In 2017 heeft de Commissie verdere stappen ondernomen in de inbreukprocedure tegen Kroatië wegens het niet correct afnemen van vingerafdrukken van asielzoekers en illegale migranten die zijn aangehouden na het overschrijden van een buitengrens, en het niet doorgeven van deze gegevens aan de centrale Eurodac-databank.
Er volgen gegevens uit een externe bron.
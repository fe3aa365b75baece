use sea_orm_migration::prelude::*;

#[derive(DeriveMigrationName)]
pub struct Migration;

#[async_trait::async_trait]
impl MigrationTrait for Migration {
    async fn up(&self, manager: &SchemaManager) -> Result<(), DbErr> {
        manager
            .create_table(
                Table::create()
                    .table(PagoMovilVerifications::Table)
                    .if_not_exists()
                    .col(
                        ColumnDef::new(PagoMovilVerifications::Id)
                            .integer()
                            .not_null()
                            .auto_increment()
                            .primary_key(),
                    )
                    .col(
                        ColumnDef::new(PagoMovilVerifications::UserId)
                            .integer()
                            .not_null(),
                    )
                    .col(
                        ColumnDef::new(PagoMovilVerifications::OrderId)
                            .integer()
                            .null(),
                    )
                    .col(
                        ColumnDef::new(PagoMovilVerifications::SenderId)
                            .string_len(16)
                            .not_null(),
                    )
                    .col(
                        ColumnDef::new(PagoMovilVerifications::SenderPhone)
                            .string_len(16)
                            .not_null(),
                    )
                    .col(
                        ColumnDef::new(PagoMovilVerifications::BankCode)
                            .string_len(8)
                            .not_null(),
                    )
                    .col(
                        ColumnDef::new(PagoMovilVerifications::Recipient)
                            .string_len(255)
                            .not_null(),
                    )
                    .col(
                        ColumnDef::new(PagoMovilVerifications::AmountVes)
                            .decimal_len(18, 2)
                            .not_null(),
                    )
                    .col(
                        ColumnDef::new(PagoMovilVerifications::ExchangeRateUsed)
                            .decimal_len(18, 6)
                            .not_null(),
                    )
                    .col(
                        ColumnDef::new(PagoMovilVerifications::UsdEquivalent)
                            .decimal_len(15, 2)
                            .not_null(),
                    )
                    .col(
                        ColumnDef::new(PagoMovilVerifications::Status)
                            .string_len(16)
                            .not_null()
                            .default("pending"),
                    )
                    .col(ColumnDef::new(PagoMovilVerifications::Notes).text().null())
                    .col(
                        ColumnDef::new(PagoMovilVerifications::ReviewedBy)
                            .string_len(255)
                            .null(),
                    )
                    .col(
                        ColumnDef::new(PagoMovilVerifications::ReviewedAt)
                            .timestamp_with_time_zone()
                            .null(),
                    )
                    .col(
                        ColumnDef::new(PagoMovilVerifications::CreatedAt)
                            .timestamp_with_time_zone()
                            .not_null()
                            .default(SimpleExpr::Keyword(Keyword::CurrentTimestamp)),
                    )
                    .col(
                        ColumnDef::new(PagoMovilVerifications::UpdatedAt)
                            .timestamp_with_time_zone()
                            .not_null()
                            .default(SimpleExpr::Keyword(Keyword::CurrentTimestamp)),
                    )
                    .foreign_key(
                        ForeignKey::create()
                            .name("fk_pago_movil_order")
                            .from(
                                PagoMovilVerifications::Table,
                                PagoMovilVerifications::OrderId,
                            )
                            .to(Orders::Table, Orders::Id)
                            .on_delete(ForeignKeyAction::SetNull),
                    )
                    .to_owned(),
            )
            .await?;

        // Sliding-window rate limit query: (user_id, created_at DESC)
        manager
            .create_index(
                Index::create()
                    .name("idx_pago_movil_user_time")
                    .table(PagoMovilVerifications::Table)
                    .col(PagoMovilVerifications::UserId)
                    .col((PagoMovilVerifications::CreatedAt, IndexOrder::Desc))
                    .to_owned(),
            )
            .await?;

        manager
            .create_index(
                Index::create()
                    .name("idx_pago_movil_status")
                    .table(PagoMovilVerifications::Table)
                    .col(PagoMovilVerifications::Status)
                    .to_owned(),
            )
            .await
    }

    async fn down(&self, manager: &SchemaManager) -> Result<(), DbErr> {
        manager
            .drop_table(
                Table::drop()
                    .table(PagoMovilVerifications::Table)
                    .to_owned(),
            )
            .await
    }
}

#[derive(Iden)]
enum PagoMovilVerifications {
    Table,
    Id,
    UserId,
    OrderId,
    SenderId,
    SenderPhone,
    BankCode,
    Recipient,
    AmountVes,
    ExchangeRateUsed,
    UsdEquivalent,
    Status,
    Notes,
    ReviewedBy,
    ReviewedAt,
    CreatedAt,
    UpdatedAt,
}

#[derive(Iden)]
enum Orders {
    Table,
    Id,
}
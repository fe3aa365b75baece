//! Exercises the rate acquisition pipeline through the crate's public API:
//! source-chain fallback ordering and the conversion contract consumers
//! depend on.

use rust_decimal::Decimal;
use rust_decimal_macros::dec;
use std::sync::atomic::{AtomicUsize, Ordering};
use std::sync::Arc;

use pagos_backend::services::rate_service::{convert, Currency, FALLBACK_RATE};
use pagos_backend::sources::{FetchError, RateSource, SourceChain, SourceId};

struct FlakySource {
    id: SourceId,
    rate: Option<Decimal>,
    calls: Arc<AtomicUsize>,
}

#[async_trait::async_trait]
impl RateSource for FlakySource {
    fn id(&self) -> SourceId {
        self.id
    }

    async fn fetch(&self) -> Result<Decimal, FetchError> {
        self.calls.fetch_add(1, Ordering::SeqCst);
        match self.rate {
            Some(rate) => Ok(rate),
            None => Err(FetchError::Parse {
                source_id: self.id,
                message: "simulated outage".into(),
            }),
        }
    }
}

fn source(
    id: SourceId,
    rate: Option<Decimal>,
    calls: &Arc<AtomicUsize>,
) -> Box<dyn RateSource> {
    Box::new(FlakySource {
        id,
        rate,
        calls: calls.clone(),
    })
}

#[tokio::test]
async fn total_outage_leaves_the_caller_with_the_fallback_constant() {
    let calls = Arc::new(AtomicUsize::new(0));
    let chain = SourceChain::new(vec![
        source(SourceId::ExchangerateHost, None, &calls),
        source(SourceId::GoogleFinance, None, &calls),
        source(SourceId::OpenExchangeRates, None, &calls),
    ]);

    let outcome = chain.fetch_first().await;
    assert!(outcome.rate.is_none());
    assert_eq!(calls.load(Ordering::SeqCst), 3);

    // The commit the service would make in this situation: the fallback
    // constant, labeled as such, with the full error trail attached.
    let rate = outcome
        .rate
        .map(|(rate, _)| rate)
        .unwrap_or(FALLBACK_RATE);
    assert_eq!(rate, dec!(38.0));
    let message = outcome.error_message().expect("errors were collected");
    assert!(message.contains("simulated outage"));
}

#[tokio::test]
async fn a_mid_chain_recovery_is_attributed_to_the_right_source() {
    let calls = Arc::new(AtomicUsize::new(0));
    let chain = SourceChain::new(vec![
        source(SourceId::ExchangerateHost, None, &calls),
        source(SourceId::GoogleFinance, Some(dec!(36.53)), &calls),
        source(SourceId::OpenExchangeRates, Some(dec!(12.0)), &calls),
    ]);

    let outcome = chain.fetch_first().await;
    assert_eq!(outcome.rate, Some((dec!(36.53), SourceId::GoogleFinance)));
    // Third source never contacted
    assert_eq!(calls.load(Ordering::SeqCst), 2);
    assert_eq!(outcome.errors.len(), 1);
}

#[test]
fn conversion_round_trips_for_a_spread_of_amounts_and_rates() {
    let rates = [dec!(1.0), dec!(36.53), dec!(38.0), dec!(999.99)];
    let amounts = [dec!(0.01), dec!(1), dec!(125.40), dec!(100000)];

    for &rate in &rates {
        for &amount in &amounts {
            let ves = convert(amount, Currency::Usd, Currency::Ves, rate);
            let back = convert(ves, Currency::Ves, Currency::Usd, rate);
            let tolerance = dec!(0.01).max((dec!(0.01) / rate).round_dp(2) + dec!(0.01));
            assert!(
                (back - amount).abs() <= tolerance,
                "usd {} at rate {} round-tripped to {}",
                amount,
                rate,
                back
            );
        }
    }
}
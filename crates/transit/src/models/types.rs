//! Core data types for stops and trips.

use std::fmt;
use std::hash::{Hash, Hasher};
use std::sync::Arc;

use geo::Point;

use crate::identifiers::*;

// ============================================================================
// Data Structures
// ============================================================================

/// A named stop at a fixed location.
///
/// `location` is the projected planar position (kilometres) used for spatial
/// lookups; `latitude`/`longitude` are kept as read from the source data.
/// Two stops are equal when their ids are equal.
#[derive(Clone, Debug)]
pub struct Stop {
    pub id: StopIdentifier,
    pub name: Arc<str>,
    pub latitude: f64,
    pub longitude: f64,
    pub location: Point,
}

impl Stop {
    /// Stop with a planar location only, latitude and longitude set to zero.
    pub fn at(id: impl Into<StopIdentifier>, name: impl AsRef<str>, location: Point) -> Self {
        Self {
            id: id.into(),
            name: name.as_ref().into(),
            latitude: 0.0,
            longitude: 0.0,
            location,
        }
    }
}

impl PartialEq for Stop {
    fn eq(&self, other: &Self) -> bool {
        self.id == other.id
    }
}

impl Eq for Stop {}

impl Hash for Stop {
    fn hash<H: Hasher>(&self, state: &mut H) {
        self.id.hash(state);
    }
}

impl fmt::Display for Stop {
    fn fmt(&self, f: &mut fmt::Formatter<'_>) -> fmt::Result {
        write!(f, "{} ({})", self.name, self.id)
    }
}

/// A vehicle run visiting stops in order.
#[derive(Clone, Debug, PartialEq, Eq)]
pub struct Trip {
    pub id: TripIdentifier,
    pub stop_ids: Vec<StopIdentifier>,
}

impl Trip {
    pub fn new(id: impl Into<TripIdentifier>, stop_ids: Vec<StopIdentifier>) -> Self {
        Self {
            id: id.into(),
            stop_ids,
        }
    }

    pub fn serves(&self, stop_id: &StopIdentifier) -> bool {
        self.stop_ids.contains(stop_id)
    }

    /// Consecutive (from, to) stop pairs along this trip
    pub fn connections(&self) -> impl Iterator<Item = (&StopIdentifier, &StopIdentifier)> {
        self.stop_ids.windows(2).map(|pair| (&pair[0], &pair[1]))
    }
}

/// Result of a stop-name search.
#[derive(Clone, Debug, PartialEq, Eq)]
pub enum SearchOutcome {
    /// Stops whose name equals the query.
    Exact(Vec<Arc<Stop>>),
    /// No exact match; stops whose name starts with the query.
    Prefix(Vec<Arc<Stop>>),
    NoMatch,
}

impl SearchOutcome {
    pub fn stops(&self) -> &[Arc<Stop>] {
        match self {
            Self::Exact(stops) | Self::Prefix(stops) => stops,
            Self::NoMatch => &[],
        }
    }

    pub fn is_match(&self) -> bool {
        !matches!(self, Self::NoMatch)
    }
}

// ============================================================================
// Errors
// ============================================================================

#[derive(Debug, thiserror::Error)]
pub enum TransitError {
    #[error("Point ({x}, {y}) lies outside the index region")]
    OutOfBounds { x: f64, y: f64 },

    #[error("Stop not found: {0}")]
    StopNotFound(StopIdentifier),

    #[error("Duplicate stop id: {0}")]
    DuplicateStop(StopIdentifier),

    #[error("Duplicate trip id: {0}")]
    DuplicateTrip(TripIdentifier),

    #[error("Parse error on line {line}: {reason}")]
    Parse { line: usize, reason: String },

    #[error("I/O error: {0}")]
    Io(#[from] std::io::Error),
}

pub type Result<T> = std::result::Result<T, TransitError>;
//! Transit data providers.

pub mod static_provider;

pub use static_provider::StaticTransitProvider;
Op het gebied van legale migratie is het verbeteren van het vermogen van de EU om hooggeschoolde werknemers aan te trekken en vast te houden een politieke prioriteit. Dit is noodzakelijk om de economie van de EU concurrerender te maken en om demografische uitdagingen het hoofd te kunnen bieden. Daarom is het belangrijk dat de EU-richtlijnen inzake legale migratie ten volle en correct ten uitvoer worden gelegd. Deze richtlijnen stellen gemeenschappelijke voorwaarden in voor de toelating en het verblijf van niet-EU-burgers.

In 2017 heeft de Commissie inbreukprocedures ingeleid tegen 17 lidstaten wegens het niet aanmelden van nationale maatregelen ter uitvoering van de richtlijn betreffende de voorwaarden voor toegang en verblijf van onderdanen van derde landen in het kader van een overplaatsing binnen een onderneming . Deze niet-EU-burgers zijn vaak hooggekwalificeerde personen.

De Commissie heeft daarnaast de controle op de tenuitvoerlegging van de andere richtlijnen voortgezet en inbreukprocedures ingeleid naar aanleiding van, met name, de onevenredige vergoedingen die lidstaten rekenen voor de afgifte van verblijfsvergunningen aan niet-EU-burgers.

In 2017 heeft de Commissie inbreukprocedures tegen Bulgarije en Italië afgesloten nadat zij de in hun wetgeving voorgeschreven vergoedingen voor de afgifte van verblijfsvergunningen aan onderdanen van derde landen hadden verlaagd.